>>

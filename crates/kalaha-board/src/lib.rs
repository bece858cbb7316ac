//! Board data model and per-player perspective mapping.
//!
//! The server serializes the board in one fixed absolute orientation: 14
//! pit counts, indices `0..=13`, laid out as 6 small pits + 1 store per
//! side. Each client renders "my pits on the bottom" regardless of which
//! side it was assigned, so the flat wire array must be rotated around the
//! player's starting index before it reaches the view.
//!
//! ```text
//! wire:      [ 0  1  2  3  4  5 | 6 ] [ 7  8  9 10 11 12 | 13 ]
//!              lower row        store   upper row         store
//! ```
//!
//! Which row is "mine" is decided once per match by the first turn
//! indicator the server sends ([`TurnAssignment::resolve`]); the rotation
//! itself ([`render`]) is a pure function and is recomputed on every
//! snapshot, never cached across assignments.

use serde::{Deserialize, Serialize};

/// Number of small (sowable) pits on each side of the board.
pub const PITS_PER_SIDE: usize = 6;

/// Pits per side including the store: the length of one player's row.
pub const SIDE_LEN: usize = PITS_PER_SIDE + 1;

/// Total number of wire slots: two rows of seven.
pub const PIT_COUNT: usize = 2 * SIDE_LEN;

/// Stones placed in each small pit at the start of a match.
pub const INITIAL_STONES: u32 = 6;

// ---------------------------------------------------------------------------
// BoardState
// ---------------------------------------------------------------------------

/// A full board snapshot in the server's absolute orientation.
///
/// Replaced wholesale on every state message; never partially mutated.
#[derive(Debug, Clone, Copy, PartialEq, Eq, Serialize, Deserialize)]
#[serde(transparent)]
pub struct BoardState(pub [u32; PIT_COUNT]);

impl BoardState {
    /// The opening position: every small pit holds [`INITIAL_STONES`],
    /// both stores are empty.
    pub fn initial() -> Self {
        let mut pits = [INITIAL_STONES; PIT_COUNT];
        pits[Side::Lower.store_index()] = 0;
        pits[Side::Upper.store_index()] = 0;
        Self(pits)
    }

    /// The raw wire-ordered counts.
    pub fn as_slice(&self) -> &[u32] {
        &self.0
    }
}

impl From<[u32; PIT_COUNT]> for BoardState {
    fn from(pits: [u32; PIT_COUNT]) -> Self {
        Self(pits)
    }
}

// ---------------------------------------------------------------------------
// Side and TurnAssignment
// ---------------------------------------------------------------------------

/// One of the two rows of the board, identified by its starting wire index.
#[derive(Debug, Clone, Copy, PartialEq, Eq, Serialize, Deserialize)]
pub enum Side {
    /// Wire indices `0..=6`.
    Lower,
    /// Wire indices `7..=13`.
    Upper,
}

impl Side {
    /// Wire index of this side's first small pit (`0` or `7`).
    pub fn start_index(self) -> usize {
        match self {
            Side::Lower => 0,
            Side::Upper => SIDE_LEN,
        }
    }

    /// Wire index of this side's store.
    pub fn store_index(self) -> usize {
        self.start_index() + PITS_PER_SIDE
    }

    /// The other row.
    pub fn opposite(self) -> Side {
        match self {
            Side::Lower => Side::Upper,
            Side::Upper => Side::Lower,
        }
    }
}

/// Which side of the board the local player occupies.
///
/// Unassigned at the start of every match. Resolved exactly once, by the
/// *first* turn indicator the server sends: a grant seats the player on the
/// lower row (starting index 0), a denial on the upper row (starting
/// index 7). The two starting indices are always complementary because the
/// opponent's side is derived, never stored. Later turn indicators flip
/// whose turn it is but never re-seat anyone; re-seating requires an
/// explicit [`clear`](TurnAssignment::clear) when the match is torn down.
#[derive(Debug, Clone, Copy, PartialEq, Eq, Default)]
pub struct TurnAssignment {
    side: Option<Side>,
}

impl TurnAssignment {
    /// A fresh, unresolved assignment.
    pub fn unassigned() -> Self {
        Self::default()
    }

    /// Resolves the assignment from a turn indicator, first-wins.
    ///
    /// `my_turn` is `true` for a turn grant, `false` for a denial. Returns
    /// the local player's side, whether it was just set or already was.
    pub fn resolve(&mut self, my_turn: bool) -> Side {
        *self.side.get_or_insert(if my_turn {
            Side::Lower
        } else {
            Side::Upper
        })
    }

    /// The local player's side, if the first turn indicator has arrived.
    pub fn user_side(&self) -> Option<Side> {
        self.side
    }

    /// `true` once [`resolve`](Self::resolve) has run.
    pub fn is_assigned(&self) -> bool {
        self.side.is_some()
    }

    /// Returns the assignment to the unresolved state (match teardown).
    pub fn clear(&mut self) {
        self.side = None;
    }
}

// ---------------------------------------------------------------------------
// RenderedBoard
// ---------------------------------------------------------------------------

/// A board snapshot rotated into the local player's perspective.
///
/// Both rows read left to right from the player's point of view and end
/// with the respective store. Derived data: recomputed from
/// ([`BoardState`], [`Side`]) on every update and never stored by the core.
#[derive(Debug, Clone, Copy, PartialEq, Eq, Serialize, Deserialize)]
pub struct RenderedBoard {
    /// The local player's small pits followed by their store.
    pub own: [u32; SIDE_LEN],
    /// The opponent's small pits followed by their store.
    pub opponent: [u32; SIDE_LEN],
}

impl RenderedBoard {
    /// Stones banked in the local player's store.
    pub fn own_store(&self) -> u32 {
        self.own[PITS_PER_SIDE]
    }

    /// Stones banked in the opponent's store.
    pub fn opponent_store(&self) -> u32 {
        self.opponent[PITS_PER_SIDE]
    }
}

/// Rotates a wire-ordered board into the perspective of the player seated
/// on `user_side`.
///
/// Wire index `user_start + i` maps to `own[i]`, and symmetrically for the
/// opponent row. Requiring a [`Side`] (rather than a possibly-unresolved
/// [`TurnAssignment`]) makes it impossible to render before the first turn
/// indicator has seated the player.
pub fn render(state: &BoardState, user_side: Side) -> RenderedBoard {
    let user_start = user_side.start_index();
    let opponent_start = user_side.opposite().start_index();

    let mut own = [0; SIDE_LEN];
    let mut opponent = [0; SIDE_LEN];
    for i in 0..SIDE_LEN {
        own[i] = state.0[user_start + i];
        opponent[i] = state.0[opponent_start + i];
    }

    RenderedBoard { own, opponent }
}

#[cfg(test)]
mod tests {
    use super::*;

    /// Reassembles a wire-ordered board from a rendered one — the inverse
    /// of [`render`], used to check the rotation loses nothing.
    fn unrotate(rendered: &RenderedBoard, user_side: Side) -> BoardState {
        let mut pits = [0; PIT_COUNT];
        let user_start = user_side.start_index();
        let opponent_start = user_side.opposite().start_index();
        for i in 0..SIDE_LEN {
            pits[user_start + i] = rendered.own[i];
            pits[opponent_start + i] = rendered.opponent[i];
        }
        BoardState(pits)
    }

    fn sample_board() -> BoardState {
        BoardState([0, 1, 2, 3, 4, 5, 6, 7, 8, 9, 10, 11, 12, 13])
    }

    #[test]
    fn test_initial_board_layout() {
        let board = BoardState::initial();
        assert_eq!(
            board.0,
            [6, 6, 6, 6, 6, 6, 0, 6, 6, 6, 6, 6, 6, 0]
        );
    }

    #[test]
    fn test_side_indices_are_complementary() {
        assert_eq!(Side::Lower.start_index(), 0);
        assert_eq!(Side::Upper.start_index(), 7);
        assert_eq!(Side::Lower.store_index(), 6);
        assert_eq!(Side::Upper.store_index(), 13);
        assert_eq!(Side::Lower.opposite(), Side::Upper);
        assert_eq!(Side::Upper.opposite(), Side::Lower);
    }

    #[test]
    fn test_render_lower_side_is_identity_split() {
        let rendered = render(&sample_board(), Side::Lower);
        assert_eq!(rendered.own, [0, 1, 2, 3, 4, 5, 6]);
        assert_eq!(rendered.opponent, [7, 8, 9, 10, 11, 12, 13]);
    }

    #[test]
    fn test_render_upper_side_swaps_rows() {
        let rendered = render(&sample_board(), Side::Upper);
        assert_eq!(rendered.own, [7, 8, 9, 10, 11, 12, 13]);
        assert_eq!(rendered.opponent, [0, 1, 2, 3, 4, 5, 6]);
    }

    #[test]
    fn test_store_accessors() {
        let rendered = render(&sample_board(), Side::Upper);
        assert_eq!(rendered.own_store(), 13);
        assert_eq!(rendered.opponent_store(), 6);
    }

    // Round-trip: render followed by unrotate reconstructs the wire board
    // exactly, for both possible seatings.
    #[test]
    fn test_render_round_trips_for_both_sides() {
        let boards = [
            BoardState::initial(),
            sample_board(),
            BoardState([0, 0, 0, 0, 0, 0, 10, 0, 0, 0, 0, 0, 0, 10]),
            BoardState([72, 0, 0, 0, 0, 0, 0, 0, 0, 0, 0, 0, 0, 0]),
        ];
        for board in boards {
            for side in [Side::Lower, Side::Upper] {
                let rendered = render(&board, side);
                assert_eq!(unrotate(&rendered, side), board);
            }
        }
    }

    #[test]
    fn test_turn_assignment_grant_seats_lower() {
        let mut assignment = TurnAssignment::unassigned();
        assert!(!assignment.is_assigned());
        assert_eq!(assignment.resolve(true), Side::Lower);
        assert_eq!(assignment.user_side(), Some(Side::Lower));
    }

    #[test]
    fn test_turn_assignment_denial_seats_upper() {
        let mut assignment = TurnAssignment::unassigned();
        assert_eq!(assignment.resolve(false), Side::Upper);
        assert_eq!(assignment.user_side(), Some(Side::Upper));
    }

    // First indicator wins: later turn messages change whose turn it is,
    // not who sits where.
    #[test]
    fn test_turn_assignment_is_first_wins() {
        let mut assignment = TurnAssignment::unassigned();
        assignment.resolve(true);
        assert_eq!(assignment.resolve(false), Side::Lower);
        assert_eq!(assignment.user_side(), Some(Side::Lower));

        let mut assignment = TurnAssignment::unassigned();
        assignment.resolve(false);
        assert_eq!(assignment.resolve(true), Side::Upper);
        assert_eq!(assignment.user_side(), Some(Side::Upper));
    }

    #[test]
    fn test_turn_assignment_clear_allows_reseating() {
        let mut assignment = TurnAssignment::unassigned();
        assignment.resolve(false);
        assignment.clear();
        assert!(!assignment.is_assigned());
        assert_eq!(assignment.resolve(true), Side::Lower);
    }
}
//! Error types for the session layer.

/// Errors that can occur while establishing or running a session.
#[derive(Debug, thiserror::Error)]
pub enum SessionError {
    /// The user is not logged into the identity provider, or the provider
    /// rejected the login outright.
    #[error("authentication failed: {0}")]
    AuthFailed(String),

    /// The user is logged into the provider but has not authorized this
    /// application.
    #[error("application not authorized by the identity provider")]
    NotAuthorized,

    /// Session negotiation failed — the server refused to trade the
    /// principal for a session (invalid token, server error).
    #[error("session rejected: {0}")]
    SessionRejected(String),

    /// The underlying connection failed. Carries the transport's message
    /// rather than its type, since the connection implementation is
    /// pluggable.
    #[error("transport failure: {0}")]
    Transport(String),
}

<<

Action item: Within the entries above, some lines may contain "before". Report how many, and nothing else.

Completed task: 2